Oberliga: MT II dreht nach der Pause auf und feiert ungefährdeten 35:23-Erfolg gegen Kahl/Kleinostheim

Sviridenkos Ansprache fruchtete

Nach dem Wechsel nicht zu halten: Melsungens Merlin Kothe (l.), der hier Jens Berberich (HSG) stehen lässt und einen seiner sieben Treffer erzielt. Foto: Hahn

Melsungen. Nein, über die Leistung seiner Mannschaft in der ersten Hälfte wollte Georgi Sviridenko nichts sagen. „Kein Kommentar“, lautete sein Kommentar, immer noch verärgert darüber, „dass wir uns vom Gegner haben einschläfern lassen.“ Nur gut, dass der Trainer der MT Melsungen II mit seinen Schützlingen in der Pause darüber sprach. „Durchaus etwas lauter“, wie der 53-jährige Weißrusse durchblicken ließ. Mit dem Effekt, dass der heimische Handball-Oberligist nach dem Wechsel so richtig Gas gab und einen letztlich ungefährdeten 35:23 (14:13)-Erfolg gegen die HSG Kahl/Kleinostheim landete.

Stein des Anstoßes in Sviridenkos Gardinenpredigt: Wie konnte sich seine Mannschaft nach 20 Minuten ein Spiel aus der Hand nehmen lassen, das sie zuvor eindeutig kontrolliert hatte? Bis zum 9:4 (18.) war die Gäste-Offensive dank Bärthels Sonderbewachung für Linkshänder Bardina allenfalls ein laues Lüftchen gewesen, traf Petr Hruby im Zusammenspiel mit Mario Schanze, wie er wollte, offenbarte die Bundesliga-Reserve einfach viel mehr Optionen im Angriff. Der sich dann auf einmal dem Tempo des Gegners anpasste, während die eigene Defensive vom eingewechselten Fabian Roth kalt erwischt wurde, der seine Mannschaft bis zur Pause wieder auf ein Tor heranführte.

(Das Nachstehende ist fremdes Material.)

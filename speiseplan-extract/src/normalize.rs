//! Cleaning rules for menu cell text.
//!
//! Menu cells carry layout artifacts (line breaks, brackets, digits), allergen
//! and additive markers such as `GLUTEN` or `A3`, and recurring boilerplate.
//! Everything here is a pure function of its input.

pub const BOILERPLATE_PHRASE: &str = "Heute hausgemacht!";

const ARTIFACT_PATTERNS: [&str; 16] = [
    "\n", "(", ")", ",", ";", "   ", "0", "1", "2", "3", "4", "5", "6", "7", "8", "9",
];

const EMPTY_ROW_MARKERS: [&str; 2] = ["hausgemacht", "heute"];
const EMPTY_ROW_MAX_LEN: usize = 5;

fn is_kept_char(ch: char) -> bool {
    ch.is_ascii() || ch.to_lowercase().all(|lower| matches!(lower, 'ä' | 'ü' | 'ö' | 'ß'))
}

#[must_use]
pub fn collapse_spaces(text: &str) -> String {
    let mut out = String::with_capacity(text.len());
    let mut previous_space = false;
    for ch in text.chars() {
        if ch == ' ' {
            if previous_space {
                continue;
            }
            previous_space = true;
        } else {
            previous_space = false;
        }
        out.push(ch);
    }
    out
}

/// Replaces layout artifacts with spaces, drops characters outside ASCII and
/// the German umlauts, and collapses space runs. Idempotent.
#[must_use]
pub fn strip_artifacts(cell: &str) -> String {
    let mut text = cell.to_string();
    for pattern in ARTIFACT_PATTERNS {
        text = text.replace(pattern, " ");
    }
    let kept = text.chars().filter(|ch| is_kept_char(*ch)).collect::<String>();
    collapse_spaces(&kept)
}

/// Allergen and additive markers are all-uppercase or purely numeric tokens.
#[must_use]
pub fn is_allergen_token(word: &str) -> bool {
    let token = word.replace([',', ';'], "");
    if token.is_empty() {
        return false;
    }

    let has_cased = token.chars().any(|ch| ch.is_uppercase() || ch.is_lowercase());
    let all_upper = has_cased && !token.chars().any(char::is_lowercase);
    let numeric = token.chars().all(char::is_numeric);
    all_upper || numeric
}

/// A row is noise when fewer than six letters remain once the `hausgemacht`
/// and `heute` markers are removed.
#[must_use]
pub fn is_row_empty<S: AsRef<str>>(cells: &[S]) -> bool {
    let joined = cells
        .iter()
        .map(AsRef::as_ref)
        .collect::<Vec<_>>()
        .join(" ");
    let mut letters = joined
        .chars()
        .filter(char::is_ascii_alphabetic)
        .collect::<String>()
        .to_ascii_lowercase();
    for marker in EMPTY_ROW_MARKERS {
        letters = letters.replace(marker, "");
    }
    letters.len() <= EMPTY_ROW_MAX_LEN
}

/// Replaces allergen tokens with empty slots so the join keeps its spacing.
#[must_use]
pub fn blank_allergen_tokens(text: &str) -> String {
    let joined = text
        .split(' ')
        .map(|word| if is_allergen_token(word) { "" } else { word })
        .collect::<Vec<_>>()
        .join(" ");
    collapse_spaces(&joined)
}

/// Full cell-to-token cleaning shared by both extraction strategies.
#[must_use]
pub fn dish_tokens(cell: &str, boilerplate: &str) -> Vec<String> {
    let stripped = strip_artifacts(cell);
    let without_boilerplate = if boilerplate.is_empty() {
        stripped
    } else {
        stripped.replace(boilerplate, "")
    };

    blank_allergen_tokens(&without_boilerplate)
        .split_whitespace()
        .filter(|token| token.chars().any(char::is_alphanumeric))
        .map(str::to_string)
        .collect()
}
use chrono::Datelike;
use tracing::{debug, warn};

use crate::document::MenuDocument;
use crate::error::ExtractError;
use crate::model::{DishPair, GridRow, Weekday, WeeklyMenu};
use crate::normalize::dish_tokens;
use crate::options::{ExtractOptions, OverflowPolicy};
use crate::pipeline::MenuStrategy;
use crate::table_parse::build_grid;
use crate::warning::{ExtractWarning, WarningCode};
use crate::week::{find_date_token, parse_menu_date};

const NAME: &str = "positional";

const CHECKBOX_GLYPH: char = '\u{25a1}';
const HOMEMADE_MARKER: &str = "hausgemacht";

/// Reads the page as a positional text grid and locates each day by the
/// non-blank cells of the week column.
///
/// Day labels are often printed on the last line of their block rather
/// than the first, so every block is realigned upward to the first row
/// after the preceding blank row before its dishes are collected.
#[derive(Debug, Clone, Copy, Default)]
pub struct PositionalStrategy;

impl MenuStrategy for PositionalStrategy {
    fn name(&self) -> &'static str {
        NAME
    }

    fn extract(
        &self,
        document: &MenuDocument,
        options: &ExtractOptions,
        warnings: &mut Vec<ExtractWarning>,
    ) -> Result<WeeklyMenu, ExtractError> {
        let layout = document
            .first_page_layout()
            .map_err(|error| ExtractError::failed(NAME, format!("page layout: {error}")))?;
        let grid = build_grid(&layout.spans, options.column_tolerance);
        debug!(rows = grid.len(), "built positional grid");
        menu_from_grid(grid, options, warnings)
    }
}

fn is_blank(cell: Option<&Option<String>>) -> bool {
    cell.is_none_or(Option::is_none)
}

fn cell_text(cell: &Option<String>) -> &str {
    cell.as_deref().unwrap_or_default()
}

fn clean_cell(cell: Option<String>) -> Option<String> {
    let text = cell?.replace(CHECKBOX_GLYPH, "");
    (!text.trim().is_empty()).then_some(text)
}

fn is_blank_row(row: &GridRow) -> bool {
    row.iter().all(Option::is_none)
}

/// First row of the block containing `start`: walks upward until the row
/// above has no cell at all. Short dish lines such as "Ei" still count.
fn block_start(rows: &[GridRow], start: usize) -> usize {
    let mut cursor = start;
    while cursor > 0 && !is_blank_row(&rows[cursor - 1]) {
        cursor -= 1;
    }
    cursor
}

/// Collects meat and vegetarian cells downward from `start` until a row
/// has neither.
fn collect_block(rows: &[GridRow], start: usize, meat_column: usize) -> (String, String) {
    let mut meat = Vec::new();
    let mut vegetarian = Vec::new();
    for row in &rows[start..] {
        let meat_cell = row.get(meat_column);
        let vegetarian_cell = row.last();
        if is_blank(meat_cell) && is_blank(vegetarian_cell) {
            break;
        }
        if let Some(Some(text)) = meat_cell {
            meat.push(text.as_str());
        }
        if let Some(Some(text)) = vegetarian_cell {
            vegetarian.push(text.as_str());
        }
    }
    (meat.join(" "), vegetarian.join(" "))
}

enum DayLabel {
    Day(Weekday),
    Weekend,
    Unreadable,
}

fn read_day_label(label: &str) -> DayLabel {
    if let Some(day) = Weekday::from_label(label) {
        return DayLabel::Day(day);
    }
    match find_date_token(label).map(parse_menu_date) {
        Some(Ok(date)) => {
            Weekday::from_chrono(date.weekday()).map_or(DayLabel::Weekend, DayLabel::Day)
        }
        _ => DayLabel::Unreadable,
    }
}

pub(crate) fn menu_from_grid(
    grid: Vec<GridRow>,
    options: &ExtractOptions,
    warnings: &mut Vec<ExtractWarning>,
) -> Result<WeeklyMenu, ExtractError> {
    let mut rows = grid.into_iter();
    let header = rows
        .next()
        .ok_or_else(|| ExtractError::failed(NAME, "page has no text"))?;
    if header.len() < 2 {
        return Err(ExtractError::failed(
            NAME,
            format!("grid has {} column(s), need at least 2", header.len()),
        ));
    }
    let week_column = header
        .iter()
        .position(|cell| cell_text(cell).trim_start().starts_with('W'))
        .ok_or_else(|| ExtractError::failed(NAME, "no week column in the header row"))?;

    let rows = rows
        .map(|row| row.into_iter().map(clean_cell).collect::<GridRow>())
        .filter(|row| !cell_text(&row[0]).contains(HOMEMADE_MARKER))
        .collect::<Vec<_>>();
    let day_rows = rows
        .iter()
        .enumerate()
        .filter(|(_, row)| !is_blank(row.get(week_column)))
        .map(|(index, _)| index)
        .collect::<Vec<_>>();
    debug!(week_column, days = day_rows.len(), "located day rows");

    let explicit_labels = header.len() > 2;
    let meat_column = usize::from(explicit_labels);
    let mut positional = Weekday::ALL.into_iter();
    let mut menu = WeeklyMenu::default();

    for index in day_rows {
        let next_day = if explicit_labels {
            let label = cell_text(&rows[index][0]);
            match read_day_label(label) {
                DayLabel::Day(day) => Some(day),
                DayLabel::Weekend => {
                    debug!(row = index, label, "skipping weekend row");
                    continue;
                }
                DayLabel::Unreadable => {
                    let fallback = positional.next();
                    warn!(row = index, label, "unreadable day label, counting positionally");
                    warnings.push(
                        ExtractWarning::new(
                            WarningCode::UnparsedDayLabel,
                            format!("unreadable day label '{label}'"),
                        )
                        .with_strategy(NAME)
                        .with_row(index),
                    );
                    fallback
                }
            }
        } else {
            positional.next()
        };

        let Some(day) = next_day else {
            if options.overflow == OverflowPolicy::Strict {
                return Err(ExtractError::failed(
                    NAME,
                    format!("row {index} holds a sixth day"),
                ));
            }
            warn!(row = index, "dropping day block after Friday");
            warnings.push(
                ExtractWarning::new(
                    WarningCode::ExtraDayRowsDropped,
                    "day block after Friday dropped",
                )
                .with_strategy(NAME)
                .with_row(index),
            );
            continue;
        };

        let start = block_start(&rows, index);
        let (meat, vegetarian) = collect_block(&rows, start, meat_column);
        let dishes = DishPair::new(
            dish_tokens(&meat, &options.boilerplate),
            dish_tokens(&vegetarian, &options.boilerplate),
        );
        if menu.insert(day, dishes).is_some() {
            warn!(row = index, %day, "day appears twice, keeping the later block");
            warnings.push(
                ExtractWarning::new(WarningCode::DuplicateWeekday, format!("{day} appears twice"))
                    .with_strategy(NAME)
                    .with_row(index)
                    .with_weekday(day),
            );
        }
    }

    Ok(menu)
}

Und nach 36 Minuten in Unterzahl nochmal auf 20:18 verkürzte, ehe die Ansprache des Melsunger Coaches so richtig fruchtete. Torwart Fabian Meyfarth hielt einen Ball nach dem anderen, was seine Vorderleute ihm mit gelungenen Abschlüssen dankten. „Wir haben schneller gespielt und dadurch die Abwehr der Gäste auseinander gerissen“, beschrieb Merlin Kothe das Erfolgsrezept. Der Youngster drehte genau wie sein Rückraumkollege Cornelius Feuring mächtig auf und bestach zudem durch seine unwiderstehlichen Tempogegenstöße.

Sein Treffer zum 25:19 (47.) bedeutete bereits die Vorentscheidung, zumal das Schlusslicht auch noch den verletzungsbedingten Ausfall ihres Kreisläufers Hannes Geist westecken musste. „Uns hat die mentale Kraft gefehlt, noch einmal aufzustehen“, bekannte HSG-Trainer Frantisek Fabian. Sein Kollege war mittlerweile besänftigt. „Wir machten Fortschritte“, kommentierte er den dritten Saisonsieg. Und meinte, natürlich, die zweite Halbzeit. • MT II: Paske (11 Gegentore/2 Paraden), Meyfarth (ab 27., 12/12); Kienast, Weiß 1, Hruby 9, Bärthel 2, M. Kothe 7, Schanze 6/3, Feuring 5, Golla 1, Gisbrecht, J. Kothe 1, Petersen 3. Kahl/Kl.: Burdag (12/5), Hartig (23/12, 18.-55.); Wienand 3, Emge, Bardina 1, Gündling, Schnellbacher 3, Roth 9/3, Berberich 2, Baier, Geist 5, Naß. SR: Kerth/Knodt. Siebenmeter: 3/3:5/3. Zeitstrafen: 2:6-Minuten.